We get a small, but regular, number of users replying to the effect of "show me where is says I'm not allowed to delete my content".

I'd also include a link to the contact us page so that the user can request content disassociation if they're so inclined.

I'd suggest something along the lines of this:

From section 3 on the legal page:

You agree that all Subscriber Content that You contribute to the Network is perpetually and irrevocably licensed to Stack Exchange under the Creative Commons Attribution Share Alike license. You grant Stack Exchange the perpetual and irrevocable right and license to use, copy, cache, publish, display, distribute, modify, create derivative works and store such Subscriber Content

You have the right to have the content disassociated from your account (use the contact us to request this) if you no longer wish to have the content associated with your name.

Or possibly, in plainer English:

You have the right to delete the content that you have posted and licensed to Stack Exchange, and Stack Exchange has the right to restore the content based on the license granted by you.

(thanks to BoltClock for suggesting that, albeit indirectly)

  • +1 for translating legalese into English, and also, the question, I like.
    – NVZ
    Jun 5, 2017 at 17:30
  • "You have the right to delete the content" does not seem right to me... The "edit" and "delete" buttons are just features offered by SE (with restrictions on their use), they are not something that users are entitled to.
    – user315433
    Jun 5, 2017 at 17:59
  • @Gerry, What you have the absolute right to do is remove your name from the content. In a lot of cases deleting is OK as the content is not unique (e.g. one of many answers) so ultimately it doesn't matter that the content is deleted. This is to cover the other cases where it does mater - your's is the only answer (for example).
    – ChrisF Mod
    Jun 5, 2017 at 19:42

1 Answer 1


I got a few thoughts....

Regarding the legal underpinnings for deletion

For reference, here's the current template for "self-destruction of useful content":

You have recently removed or defaced a lot of content from your posts. Please note that once you post a question or answer to this site, those posts become part of the collective efforts of others who have also contributed to that content. Posts that are potentially useful to others should not be removed except under extraordinary circumstances. Even if the post is no longer useful to the original author, that information is still beneficial to others who may run into similar problems in the future - this is the underlying philosophy of Stack Exchange.

Extensive deletions take a lot of effort to repair. I have placed your account on hold for {suspensionDurationDays} days while I reach out to you to avoid any further misunderstandings. Once this matter has been resolved, your reputation score will be restored and your account will resume as normal.

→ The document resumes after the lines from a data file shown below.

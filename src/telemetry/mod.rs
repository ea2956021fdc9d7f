//! Inbound telemetry payloads from the page observer and the network layer.
//!
//! Every numeric field is optional and read leniently: a missing, null,
//! mistyped, negative or non-finite value reads as zero/absent instead of
//! rejecting the whole report.

use serde::de::IgnoredAny;
use serde::{Deserialize, Deserializer, Serialize};

use crate::config::IngestConfig;

pub const EVENT_LOOP_WEIGHT: f64 = 0.7;
pub const OPERATION_WEIGHT: f64 = 0.3;
pub const MAX_CPU_ACTIVITY_SCORE: f64 = 100.0;

const BYTES_PER_MB: f64 = 1024.0 * 1024.0;

/// One report from the page observer or the network layer.
#[derive(Debug, Clone, PartialEq, Serialize, Deserialize)]
#[serde(tag = "type", rename_all = "snake_case")]
pub enum TelemetryPayload {
    /// Periodic activity sample.
    #[serde(alias = "metrics")]
    Activity(ActivityReport),
    /// Request/response byte counts for one transfer.
    Transfer(TransferReport),
    /// The page instantiated a WebAssembly module.
    WasmDetected,
    /// The page created a worker; carries its cumulative worker count.
    WorkerCreated {
        #[serde(default, deserialize_with = "lenient")]
        count: Option<f64>,
    },
}

/// Activity sample covering one reporting interval.
#[derive(Debug, Clone, Default, PartialEq, Serialize, Deserialize)]
#[serde(rename_all = "camelCase")]
pub struct ActivityReport {
    /// Event-loop busy time in milliseconds.
    #[serde(default, deserialize_with = "lenient")]
    pub event_loop_busy_time: Option<f64>,
    #[serde(default, deserialize_with = "lenient")]
    pub operation_count: Option<f64>,
    #[serde(default, deserialize_with = "lenient")]
    pub timer_count: Option<f64>,
    #[serde(default, deserialize_with = "lenient")]
    pub worker_count: Option<f64>,
    #[serde(default, deserialize_with = "lenient")]
    pub wasm_detected: Option<bool>,
    #[serde(default, deserialize_with = "lenient")]
    pub network_request_count: Option<f64>,
    /// Memory in MB as seen by the page, if it could tell.
    #[serde(default, deserialize_with = "lenient")]
    pub memory: Option<f64>,
}

impl ActivityReport {
    pub fn busy_ms(&self) -> f64 {
        non_negative(self.event_loop_busy_time)
    }

    /// DOM operations plus scheduled timers.
    pub fn operations(&self) -> f64 {
        non_negative(self.operation_count) + non_negative(self.timer_count)
    }

    pub fn workers(&self) -> u32 {
        to_count(self.worker_count).min(u64::from(u32::MAX)) as u32
    }

    pub fn wasm(&self) -> bool {
        self.wasm_detected.unwrap_or(false)
    }

    pub fn requests(&self) -> u64 {
        to_count(self.network_request_count)
    }

    /// Payload-supplied memory; zero counts as "no reading".
    pub fn memory_mb(&self) -> Option<f64> {
        self.memory.filter(|m| m.is_finite() && *m > 0.0)
    }

    /// `0.7 * busy ratio + 0.3 * operation rate`, each normalised to 100 at the
    /// configured reference rate and capped there.
    pub fn cpu_activity_score(&self, config: &IngestConfig) -> f64 {
        let busy_ratio = normalised(self.busy_ms(), config.event_loop_reference_ms);
        let operation_rate = normalised(self.operations(), config.operation_reference_count);
        let combined = EVENT_LOOP_WEIGHT * busy_ratio + OPERATION_WEIGHT * operation_rate;
        if combined.is_finite() {
            combined.clamp(0.0, MAX_CPU_ACTIVITY_SCORE)
        } else {
            0.0
        }
    }
}

/// Byte counts for a single transfer.
#[derive(Debug, Clone, Default, PartialEq, Serialize, Deserialize)]
#[serde(rename_all = "camelCase")]
pub struct TransferReport {
    #[serde(default, deserialize_with = "lenient_count")]
    pub request_size: Option<u64>,
    #[serde(default, deserialize_with = "lenient_count")]
    pub response_size: Option<u64>,
}

impl TransferReport {
    pub fn new(request_size: u64, response_size: u64) -> Self {
        Self {
            request_size: Some(request_size),
            response_size: Some(response_size),
        }
    }

    pub fn sent(&self) -> u64 {
        self.request_size.unwrap_or(0)
    }

    pub fn received(&self) -> u64 {
        self.response_size.unwrap_or(0)
    }
}

/// Convert a byte count from an external reader to MB.
pub fn bytes_to_mb(bytes: u64) -> f64 {
    bytes as f64 / BYTES_PER_MB
}

/// Clamp an untrusted reading to a finite, non-negative value.
pub fn non_negative(value: Option<f64>) -> f64 {
    match value {
        Some(v) if v.is_finite() && v > 0.0 => v,
        _ => 0.0,
    }
}

fn normalised(value: f64, reference: f64) -> f64 {
    let ratio = value / reference * 100.0;
    if ratio.is_nan() {
        0.0
    } else {
        ratio.min(MAX_CPU_ACTIVITY_SCORE)
    }
}

fn to_count(value: Option<f64>) -> u64 {
    // Float-to-int `as` saturates at u64::MAX.
    non_negative(value).floor() as u64
}

#[derive(Deserialize)]
#[serde(untagged)]
enum Lenient<T> {
    Value(T),
    Other(IgnoredAny),
}

fn lenient<'de, D, T>(deserializer: D) -> Result<Option<T>, D::Error>
where
    D: Deserializer<'de>,
    T: Deserialize<'de>,
{
    Ok(match Lenient::<T>::deserialize(deserializer)? {
        Lenient::Value(v) => Some(v),
        Lenient::Other(_) => None,
    })
}

/// Byte counts arrive as integers from the network layer but may be floats
/// (or garbage) from the page.
#[derive(Deserialize)]
#[serde(untagged)]
enum LenientCount {
    Exact(u64),
    Approximate(f64),
    Other(IgnoredAny),
}

fn lenient_count<'de, D>(deserializer: D) -> Result<Option<u64>, D::Error>
where
    D: Deserializer<'de>,
{
    Ok(match LenientCount::deserialize(deserializer)? {
        LenientCount::Exact(v) => Some(v),
        LenientCount::Approximate(v) => Some(to_count(Some(v))),
        LenientCount::Other(_) => None,
    })
}

#[cfg(test)]
mod tests {
    use super::*;

    fn config() -> IngestConfig {
        IngestConfig::default()
    }

    #[test]
    fn original_metrics_message_parses() {
        let payload: TelemetryPayload = serde_json::from_str(
            r#"{"type":"metrics","eventLoopBusyTime":500,"timerCount":12,
                "workerCount":2,"wasmDetected":true,"networkRequestCount":7}"#,
        )
        .unwrap();
        let TelemetryPayload::Activity(report) = payload else {
            panic!("expected activity report");
        };
        assert_eq!(report.busy_ms(), 500.0);
        assert_eq!(report.operations(), 12.0);
        assert_eq!(report.workers(), 2);
        assert!(report.wasm());
        assert_eq!(report.requests(), 7);
        assert_eq!(report.memory_mb(), None);
    }

    #[test]
    fn malformed_fields_read_as_zero() {
        let payload: TelemetryPayload = serde_json::from_str(
            r#"{"type":"activity","eventLoopBusyTime":"lots","workerCount":-4,
                "networkRequestCount":null,"wasmDetected":"yes","memory":-1}"#,
        )
        .unwrap();
        let TelemetryPayload::Activity(report) = payload else {
            panic!("expected activity report");
        };
        assert_eq!(report.busy_ms(), 0.0);
        assert_eq!(report.workers(), 0);
        assert_eq!(report.requests(), 0);
        assert!(!report.wasm());
        assert_eq!(report.memory_mb(), None);
        assert_eq!(report.cpu_activity_score(&config()), 0.0);
    }

    #[test]
    fn cpu_score_weights_busy_time_and_operations() {
        let report = ActivityReport {
            event_loop_busy_time: Some(500.0),
            operation_count: Some(500.0),
            ..Default::default()
        };
        // 0.7 * 50 + 0.3 * 50
        assert!((report.cpu_activity_score(&config()) - 50.0).abs() < 1e-9);
    }

    #[test]
    fn each_cpu_input_is_capped_before_weighting() {
        let operations_only = ActivityReport {
            event_loop_busy_time: Some(0.0),
            operation_count: Some(10_000.0),
            ..Default::default()
        };
        assert!((operations_only.cpu_activity_score(&config()) - 30.0).abs() < 1e-9);

        let busy_only = ActivityReport {
            event_loop_busy_time: Some(50_000.0),
            ..Default::default()
        };
        assert!((busy_only.cpu_activity_score(&config()) - 70.0).abs() < 1e-9);
    }

    #[test]
    fn cpu_score_is_capped_at_100() {
        let report = ActivityReport {
            event_loop_busy_time: Some(10_000.0),
            operation_count: Some(1e12),
            ..Default::default()
        };
        assert_eq!(report.cpu_activity_score(&config()), 100.0);
    }

    #[test]
    fn transfer_and_one_shot_signals_parse() {
        let transfer: TelemetryPayload =
            serde_json::from_str(r#"{"type":"transfer","requestSize":120}"#).unwrap();
        assert_eq!(
            transfer,
            TelemetryPayload::Transfer(TransferReport {
                request_size: Some(120),
                response_size: None,
            })
        );

        let odd: TelemetryPayload = serde_json::from_str(
            r#"{"type":"transfer","requestSize":-50,"responseSize":"big"}"#,
        )
        .unwrap();
        let TelemetryPayload::Transfer(odd) = odd else {
            panic!("expected transfer report");
        };
        assert_eq!((odd.sent(), odd.received()), (0, 0));

        let wasm: TelemetryPayload = serde_json::from_str(r#"{"type":"wasm_detected"}"#).unwrap();
        assert_eq!(wasm, TelemetryPayload::WasmDetected);

        let worker: TelemetryPayload =
            serde_json::from_str(r#"{"type":"worker_created","count":4}"#).unwrap();
        assert_eq!(worker, TelemetryPayload::WorkerCreated { count: Some(4.0) });
    }

    #[test]
    fn large_byte_counts_are_exact() {
        let payload: TelemetryPayload = serde_json::from_str(
            r#"{"type":"transfer","requestSize":9007199254740993,"responseSize":2048.9}"#,
        )
        .unwrap();
        let TelemetryPayload::Transfer(transfer) = payload else {
            panic!("expected transfer report");
        };
        assert_eq!(transfer.sent(), 9_007_199_254_740_993);
        assert_eq!(transfer.received(), 2048);
    }

    #[test]
    fn bytes_convert_to_mebibytes() {
        assert_eq!(bytes_to_mb(750 * 1024 * 1024), 750.0);
    }
}
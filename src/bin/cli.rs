use std::io;
use std::path::PathBuf;
use std::process;

use clap::{Parser, Subcommand};
use tracing_subscriber::EnvFilter;

use tabsentinel::config::Config;
use tabsentinel::output::OutputFormat;
use tabsentinel::replay;
use tabsentinel::risk::{RiskEvaluator, RiskLevel};
use tabsentinel::TabMonitor;

#[derive(Parser)]
#[command(
    name = "tabsentinel",
    about = "Per-tab resource monitoring and risk scoring",
    version,
    author
)]
struct Cli {
    #[command(subcommand)]
    command: Commands,
}

#[derive(Subcommand)]
enum Commands {
    /// Replay a recorded tab event log and report every live tab
    Replay {
        /// Path to the JSON-lines event log
        events: PathBuf,

        /// Config file path
        #[arg(long, short = 'c', default_value = ".tabsentinel.toml")]
        config: PathBuf,

        /// Output format (console, json)
        #[arg(long, short = 'f', default_value = "console")]
        format: String,

        /// Write output to file instead of stdout
        #[arg(long, short = 'o')]
        output: Option<PathBuf>,
    },

    /// List the risk scoring factors
    ListFactors {
        /// Output format (table, json)
        #[arg(long, short = 'f', default_value = "table")]
        format: String,
    },

    /// Generate a starter .tabsentinel.toml config file
    Init {
        /// Overwrite existing config file
        #[arg(long)]
        force: bool,
    },
}

fn main() {
    init_logging();
    let cli = Cli::parse();

    let result = match cli.command {
        Commands::Replay {
            events,
            config,
            format,
            output,
        } => cmd_replay(events, config, format, output),
        Commands::ListFactors { format } => cmd_list_factors(format),
        Commands::Init { force } => cmd_init(force),
    };

    match result {
        Ok(exit_code) => process::exit(exit_code),
        Err(e) => {
            eprintln!("Error: {}", e);
            process::exit(e.exit_code());
        }
    }
}

fn init_logging() {
    let filter = EnvFilter::try_from_default_env().unwrap_or_else(|_| EnvFilter::new("warn"));
    let _ = tracing_subscriber::fmt()
        .with_env_filter(filter)
        .with_target(false)
        .with_writer(io::stderr)
        .try_init();
}

fn cmd_replay(
    events_path: PathBuf,
    config_path: PathBuf,
    format_str: String,
    output_path: Option<PathBuf>,
) -> Result<i32, tabsentinel::error::SentinelError> {
    let format = OutputFormat::from_str_lenient(&format_str).unwrap_or_else(|| {
        eprintln!("Warning: unknown format '{}', using console", format_str);
        OutputFormat::Console
    });

    let config = Config::load(&config_path)?;
    let events = replay::parse_events(&std::fs::read_to_string(&events_path)?)?;
    tracing::debug!(count = events.len(), path = %events_path.display(), "replaying events");

    let monitor = TabMonitor::new(&config);
    for event in events {
        monitor.apply(event);
    }

    let tabs = monitor.all_tab_data();
    let rendered = tabsentinel::render_tabs(&tabs, format)?;

    match output_path {
        Some(out) => std::fs::write(&out, &rendered)?,
        None => print!("{}", rendered),
    }

    // Exit code: 0 = no tab is Red, 1 = at least one Red tab
    let any_red = tabs.iter().any(|t| t.risk_level == RiskLevel::Red);
    Ok(if any_red { 1 } else { 0 })
}

fn cmd_list_factors(format_str: String) -> Result<i32, tabsentinel::error::SentinelError> {
    let factors = RiskEvaluator::new().list_factors();

    match format_str.as_str() {
        "json" => {
            let json = serde_json::to_string_pretty(&factors)?;
            println!("{}", json);
        }
        _ => {
            println!("{:<10} {:<20} {:<5} DESCRIPTION", "ID", "NAME", "CAP");
            println!("{}", "-".repeat(80));
            for factor in &factors {
                println!(
                    "{:<10} {:<20} {:<5} {}",
                    factor.id, factor.name, factor.cap, factor.description,
                );
            }
        }
    }

    Ok(0)
}

fn cmd_init(force: bool) -> Result<i32, tabsentinel::error::SentinelError> {
    let path = PathBuf::from(".tabsentinel.toml");

    if path.exists() && !force {
        eprintln!(".tabsentinel.toml already exists. Use --force to overwrite.");
        return Ok(1);
    }

    std::fs::write(&path, Config::starter_toml())?;
    println!("Created .tabsentinel.toml");

    Ok(0)
}
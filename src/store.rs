//! Owned per-tab state store.
//!
//! One record per live tab. The map lock is held only long enough to find or
//! insert a record; each record has its own mutex so updates for one tab are
//! serialized while other tabs proceed independently. Readers always get a
//! cloned snapshot of a fully applied update.

use std::collections::HashMap;
use std::sync::atomic::{AtomicU64, Ordering};
use std::sync::{Arc, Mutex, MutexGuard, PoisonError, RwLock};

use crate::state::{MemorySource, TabId, TabState};

/// Identifies the update cycle an enrichment result belongs to.
///
/// `epoch` changes whenever the tab's record is replaced (navigation);
/// `cycle` advances with every activity report on the same page.
#[derive(Debug, Clone, Copy, PartialEq, Eq)]
pub struct EnrichmentTicket {
    pub epoch: u64,
    pub cycle: u64,
}

/// A resolved enrichment value, tagged with the tier that produced it.
#[derive(Debug, Clone, Copy, PartialEq)]
pub struct EnrichmentReading {
    pub source: MemorySource,
    pub memory_mb: f64,
    /// Only the process-level tier supplies an authoritative CPU figure.
    pub cpu_percent: Option<f64>,
}

impl EnrichmentReading {
    pub fn memory(source: MemorySource, memory_mb: f64) -> Self {
        Self {
            source,
            memory_mb,
            cpu_percent: None,
        }
    }
}

/// A tab's state plus the bookkeeping that orders enrichment results.
#[derive(Debug)]
pub struct TabRecord {
    state: TabState,
    epoch: u64,
    cycle: u64,
    applied: Option<(u64, MemorySource)>,
}

impl TabRecord {
    fn new(epoch: u64, site: Option<String>) -> Self {
        let mut state = TabState::new();
        state.site = site;
        Self {
            state,
            epoch,
            cycle: 0,
            applied: None,
        }
    }

    pub fn state_mut(&mut self) -> &mut TabState {
        &mut self.state
    }

    /// Open a new update cycle and return the ticket for its enrichment.
    pub fn begin_cycle(&mut self) -> EnrichmentTicket {
        self.cycle += 1;
        EnrichmentTicket {
            epoch: self.epoch,
            cycle: self.cycle,
        }
    }

    /// Apply an enrichment result if it is still relevant.
    ///
    /// Rejected when it belongs to a previous page, to an older cycle than one
    /// already applied, or to a lower tier than one already applied in the same
    /// cycle. A default estimate never replaces an existing figure.
    pub fn apply(&mut self, ticket: EnrichmentTicket, reading: EnrichmentReading) -> bool {
        if ticket.epoch != self.epoch {
            return false;
        }
        if let Some((cycle, tier)) = self.applied {
            if ticket.cycle < cycle || (ticket.cycle == cycle && reading.source < tier) {
                return false;
            }
        }
        self.applied = Some((ticket.cycle, reading.source));

        if reading.source == MemorySource::Fallback && self.state.memory_source.is_some() {
            return false;
        }

        self.state.memory_usage = reading.memory_mb.max(0.0);
        self.state.memory_source = Some(reading.source);
        if let Some(cpu) = reading.cpu_percent {
            self.state.cpu_activity_score = cpu.clamp(0.0, 100.0);
        }
        self.state.refresh();
        true
    }
}

type SharedRecord = Arc<Mutex<TabRecord>>;

/// Store of per-tab records, shared between ingest and readers.
#[derive(Debug, Default)]
pub struct TabStore {
    tabs: RwLock<HashMap<TabId, SharedRecord>>,
    next_epoch: AtomicU64,
}

impl TabStore {
    pub fn new() -> Self {
        Self::default()
    }

    /// Run `f` against the tab's record, creating it if absent, then recompute
    /// the tab's warnings.
    pub fn update<R>(&self, tab: TabId, f: impl FnOnce(&mut TabRecord) -> R) -> R {
        let record = self.get_or_create(tab);
        let mut guard = lock(&record);
        let result = f(&mut *guard);
        guard.state.refresh();
        result
    }

    /// Apply an enrichment result to a live tab. Closed tabs are not recreated.
    pub fn apply_enrichment(
        &self,
        tab: TabId,
        ticket: EnrichmentTicket,
        reading: EnrichmentReading,
    ) -> bool {
        let Some(record) = self.get(tab) else {
            return false;
        };
        let mut guard = lock(&record);
        guard.apply(ticket, reading)
    }

    /// Clone of the tab's current state, or `None` if the tab is unknown.
    pub fn snapshot(&self, tab: TabId) -> Option<TabState> {
        let record = self.get(tab)?;
        let state = lock(&record).state.clone();
        Some(state)
    }

    /// Replace the tab's record with a fresh zero state.
    pub fn reset(&self, tab: TabId, site: Option<String>) {
        let record = Arc::new(Mutex::new(TabRecord::new(self.epoch(), site)));
        self.tabs
            .write()
            .unwrap_or_else(PoisonError::into_inner)
            .insert(tab, record);
    }

    /// Drop the tab's record. Returns whether one existed.
    pub fn remove(&self, tab: TabId) -> bool {
        self.tabs
            .write()
            .unwrap_or_else(PoisonError::into_inner)
            .remove(&tab)
            .is_some()
    }

    /// Live tab ids in ascending order.
    pub fn tab_ids(&self) -> Vec<TabId> {
        let mut ids: Vec<TabId> = self.read().keys().copied().collect();
        ids.sort();
        ids
    }

    pub fn len(&self) -> usize {
        self.read().len()
    }

    pub fn is_empty(&self) -> bool {
        self.read().is_empty()
    }

    fn get(&self, tab: TabId) -> Option<SharedRecord> {
        self.read().get(&tab).cloned()
    }

    fn get_or_create(&self, tab: TabId) -> SharedRecord {
        if let Some(record) = self.get(tab) {
            return record;
        }
        let mut tabs = self.tabs.write().unwrap_or_else(PoisonError::into_inner);
        tabs.entry(tab)
            .or_insert_with(|| Arc::new(Mutex::new(TabRecord::new(self.epoch(), None))))
            .clone()
    }

    fn epoch(&self) -> u64 {
        self.next_epoch.fetch_add(1, Ordering::Relaxed)
    }

    fn read(&self) -> std::sync::RwLockReadGuard<'_, HashMap<TabId, SharedRecord>> {
        self.tabs.read().unwrap_or_else(PoisonError::into_inner)
    }
}

fn lock(record: &Mutex<TabRecord>) -> MutexGuard<'_, TabRecord> {
    record.lock().unwrap_or_else(PoisonError::into_inner)
}

#[cfg(test)]
mod tests {
    use super::*;

    const TAB: TabId = TabId(1);

    fn heap(mb: f64) -> EnrichmentReading {
        EnrichmentReading::memory(MemorySource::PageHeap, mb)
    }

    #[test]
    fn update_creates_lazily_and_refreshes_warnings() {
        let store = TabStore::new();
        assert!(store.snapshot(TAB).is_none());

        store.update(TAB, |record| record.state_mut().wasm_detected = true);

        let state = store.snapshot(TAB).unwrap();
        assert_eq!(state.warnings.len(), 1);
        assert_eq!(store.len(), 1);
    }

    #[test]
    fn remove_drops_state() {
        let store = TabStore::new();
        store.update(TAB, |_| ());
        assert!(store.remove(TAB));
        assert!(store.snapshot(TAB).is_none());
        assert!(!store.remove(TAB));
        assert!(store.is_empty());
    }

    #[test]
    fn reset_replaces_with_zero_state() {
        let store = TabStore::new();
        store.update(TAB, |record| {
            let state = record.state_mut();
            state.data_sent = 10;
            state.wasm_detected = true;
        });
        store.reset(TAB, Some("example.com".into()));

        let state = store.snapshot(TAB).unwrap();
        assert_eq!(state.data_sent, 0);
        assert!(!state.wasm_detected);
        assert_eq!(state.site.as_deref(), Some("example.com"));
    }

    #[test]
    fn lower_tier_cannot_overwrite_within_cycle() {
        let store = TabStore::new();
        let ticket = store.update(TAB, TabRecord::begin_cycle);

        assert!(store.apply_enrichment(TAB, ticket, heap(750.0)));
        assert!(!store.apply_enrichment(
            TAB,
            ticket,
            EnrichmentReading::memory(MemorySource::Payload, 200.0)
        ));

        let state = store.snapshot(TAB).unwrap();
        assert_eq!(state.memory_usage, 750.0);
        assert_eq!(state.memory_source, Some(MemorySource::PageHeap));
    }

    #[test]
    fn stale_cycle_is_dropped() {
        let store = TabStore::new();
        let first = store.update(TAB, TabRecord::begin_cycle);
        let second = store.update(TAB, TabRecord::begin_cycle);

        assert!(store.apply_enrichment(TAB, second, heap(300.0)));
        assert!(!store.apply_enrichment(TAB, first, heap(900.0)));
        assert_eq!(store.snapshot(TAB).unwrap().memory_usage, 300.0);
    }

    #[test]
    fn results_from_previous_page_are_dropped() {
        let store = TabStore::new();
        let ticket = store.update(TAB, TabRecord::begin_cycle);
        store.reset(TAB, None);

        assert!(!store.apply_enrichment(TAB, ticket, heap(900.0)));
        assert_eq!(store.snapshot(TAB).unwrap().memory_source, None);
    }

    #[test]
    fn closed_tab_is_not_recreated_by_enrichment() {
        let store = TabStore::new();
        let ticket = store.update(TAB, TabRecord::begin_cycle);
        store.remove(TAB);

        assert!(!store.apply_enrichment(TAB, ticket, heap(900.0)));
        assert!(store.snapshot(TAB).is_none());
        assert!(store.is_empty());
    }

    #[test]
    fn fallback_keeps_existing_figure() {
        let store = TabStore::new();
        let first = store.update(TAB, TabRecord::begin_cycle);
        store.apply_enrichment(TAB, first, heap(420.0));

        let second = store.update(TAB, TabRecord::begin_cycle);
        let fallback = EnrichmentReading::memory(MemorySource::Fallback, 150.0);
        assert!(!store.apply_enrichment(TAB, second, fallback));
        assert_eq!(store.snapshot(TAB).unwrap().memory_usage, 420.0);
    }

    #[test]
    fn process_tier_overrides_cpu() {
        let store = TabStore::new();
        let ticket = store.update(TAB, |record| {
            record.state_mut().cpu_activity_score = 20.0;
            record.begin_cycle()
        });
        let reading = EnrichmentReading {
            source: MemorySource::ProcessMetrics,
            memory_mb: 512.0,
            cpu_percent: Some(85.0),
        };
        assert!(store.apply_enrichment(TAB, ticket, reading));

        let state = store.snapshot(TAB).unwrap();
        assert_eq!(state.cpu_activity_score, 85.0);
        assert_eq!(state.warnings.len(), 1);
    }

    #[test]
    fn tabs_are_independent() {
        let store = TabStore::new();
        store.update(TabId(2), |record| record.state_mut().worker_count = 4);
        store.update(TabId(1), |_| ());
        assert_eq!(store.tab_ids(), vec![TabId(1), TabId(2)]);
        assert_eq!(store.snapshot(TabId(1)).unwrap().worker_count, 0);
    }
}
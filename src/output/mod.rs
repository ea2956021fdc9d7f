pub mod console;
pub mod json;

use serde::{Deserialize, Serialize};

use crate::error::Result;
use crate::view::TabDataView;

/// Output format selection.
#[derive(Debug, Clone, Copy, PartialEq, Eq, Serialize, Deserialize)]
#[serde(rename_all = "lowercase")]
pub enum OutputFormat {
    Console,
    Json,
}

impl OutputFormat {
    pub fn from_str_lenient(s: &str) -> Option<Self> {
        match s.to_lowercase().as_str() {
            "console" | "text" => Some(Self::Console),
            "json" => Some(Self::Json),
            _ => None,
        }
    }
}

/// Render tab views into the specified format.
pub fn render(tabs: &[TabDataView], format: OutputFormat) -> Result<String> {
    match format {
        OutputFormat::Console => Ok(console::render(tabs)),
        OutputFormat::Json => json::render(tabs),
    }
}
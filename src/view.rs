//! Presenter-facing view of a tab (`getTabData`).

use serde::{Deserialize, Serialize};

use crate::risk::{self, RiskLevel};
use crate::state::{MemorySource, NetworkActivityLevel, TabId, TabState};
use crate::store::TabStore;

/// Per-metric colour for the panel's indicator dots.
#[derive(Debug, Clone, Copy, PartialEq, Eq, Serialize, Deserialize)]
#[serde(rename_all = "lowercase")]
pub enum Indicator {
    Green,
    Yellow,
    Red,
}

impl Indicator {
    fn grade(red: bool, yellow: bool) -> Self {
        if red {
            Self::Red
        } else if yellow {
            Self::Yellow
        } else {
            Self::Green
        }
    }
}

/// Indicator colours for each displayed metric.
#[derive(Debug, Clone, Copy, PartialEq, Eq, Serialize, Deserialize)]
pub struct Indicators {
    pub cpu: Indicator,
    pub memory: Indicator,
    pub network: Indicator,
    pub workers: Indicator,
    pub wasm: Indicator,
}

impl Indicators {
    pub fn for_state(state: &TabState) -> Self {
        Self {
            cpu: Indicator::grade(state.cpu_activity_score > 80.0, state.cpu_activity_score > 50.0),
            memory: Indicator::grade(state.memory_usage > 1000.0, state.memory_usage > 500.0),
            network: Indicator::grade(
                state.network_activity_level == NetworkActivityLevel::High,
                state.network_activity_level == NetworkActivityLevel::Medium,
            ),
            workers: Indicator::grade(state.worker_count > 5, state.worker_count > 2),
            wasm: Indicator::grade(state.wasm_detected, false),
        }
    }
}

/// Snapshot of one tab as the panel displays it.
#[derive(Debug, Clone, PartialEq, Serialize, Deserialize)]
#[serde(rename_all = "camelCase")]
pub struct TabDataView {
    pub tab_id: TabId,
    pub site: Option<String>,
    pub cpu_activity_score: f64,
    pub memory_usage: f64,
    pub memory_source: Option<MemorySource>,
    pub worker_count: u32,
    pub network_activity_level: NetworkActivityLevel,
    pub wasm_detected: bool,
    pub data_sent: u64,
    pub data_received: u64,
    pub risk_level: RiskLevel,
    pub score: f64,
    pub warnings: Vec<String>,
    pub indicators: Indicators,
}

impl TabDataView {
    pub fn from_state(tab_id: TabId, state: &TabState) -> Self {
        let assessment = risk::evaluate(state);
        Self {
            tab_id,
            site: state.site.clone(),
            cpu_activity_score: state.cpu_activity_score,
            memory_usage: state.memory_usage,
            memory_source: state.memory_source,
            worker_count: state.worker_count,
            network_activity_level: state.network_activity_level,
            wasm_detected: state.wasm_detected,
            data_sent: state.data_sent,
            data_received: state.data_received,
            risk_level: assessment.level,
            score: assessment.score,
            warnings: state.warnings.iter().map(ToString::to_string).collect(),
            indicators: Indicators::for_state(state),
        }
    }
}

/// `getTabData`: `None` for tabs that are unknown or already closed.
pub fn tab_data(store: &TabStore, tab: TabId) -> Option<TabDataView> {
    store
        .snapshot(tab)
        .map(|state| TabDataView::from_state(tab, &state))
}

/// Views for every live tab, in tab id order.
pub fn all_tab_data(store: &TabStore) -> Vec<TabDataView> {
    store
        .tab_ids()
        .into_iter()
        .filter_map(|tab| tab_data(store, tab))
        .collect()
}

Please respond to this message. I sincerely hope this is just a misunderstanding, but if you feel you have an exceptional reason to remove this content then let me know. If you'd prefer, you can contact Stack Exchange directly through the 'contact us' link at the bottom of the site.

Note that the first paragraph focuses heavily on why we might try to stop folks from deleting their posts. I like this strategy - it cuts straight to the point, which is that we're reaching out because these deletions may be hurting others; critically, we're not contacting them because we wanna debate the legality of their deletions, or because authors cannot as a rule delete stuff - this is objectively false, given authors are the primary deletionists and we generally don't care. In short, the ToS serves the goals already stated in the message, not vice-versa.

I'm not entirely convinced that bringing the ToS or license into this is gonna placate the folks who really want their stuff deleted in the first place... But if we were to do so, we should try & figure out how to work it in such that it reinforces the existing message.

Regarding disassociation

A bit of background: the method for doing this is one of a class of ancient tools that tend to cause more problems than they solve if used regularly - it is second cousin to the old revision destruction tool we used prior to the introduction of the current redaction tooling, if you can recall the headaches that regularly arose with that. Now, we're obligated to remove folks' names from their posts if we're publishing those posts and they ask us not to name them... This doesn't necessarily mean "disassociate" though. The most expedient way to handle these requests is to just delete the post - so we'll generally disassociate only if the post is gonna remain visible on the site and is thus of sufficient utility to warrant the extra effort needed to scrub the associations.

Why do I mention this? Because if you're even using this template, there's a pretty good chance someone isn't just deleting one post - they're either deleting multiple posts, or getting into some sort of battle over a single post. Disassociation might be applicable in some of these cases, but it's just as likely that they want the posts redacted, completely misunderstand how these sites work, or... are just trying to be jackasses.

IOW, we shouldn't presume to know ahead of time what the author's motivations are - hence the last set of changes made to this message to focus on asking for a response.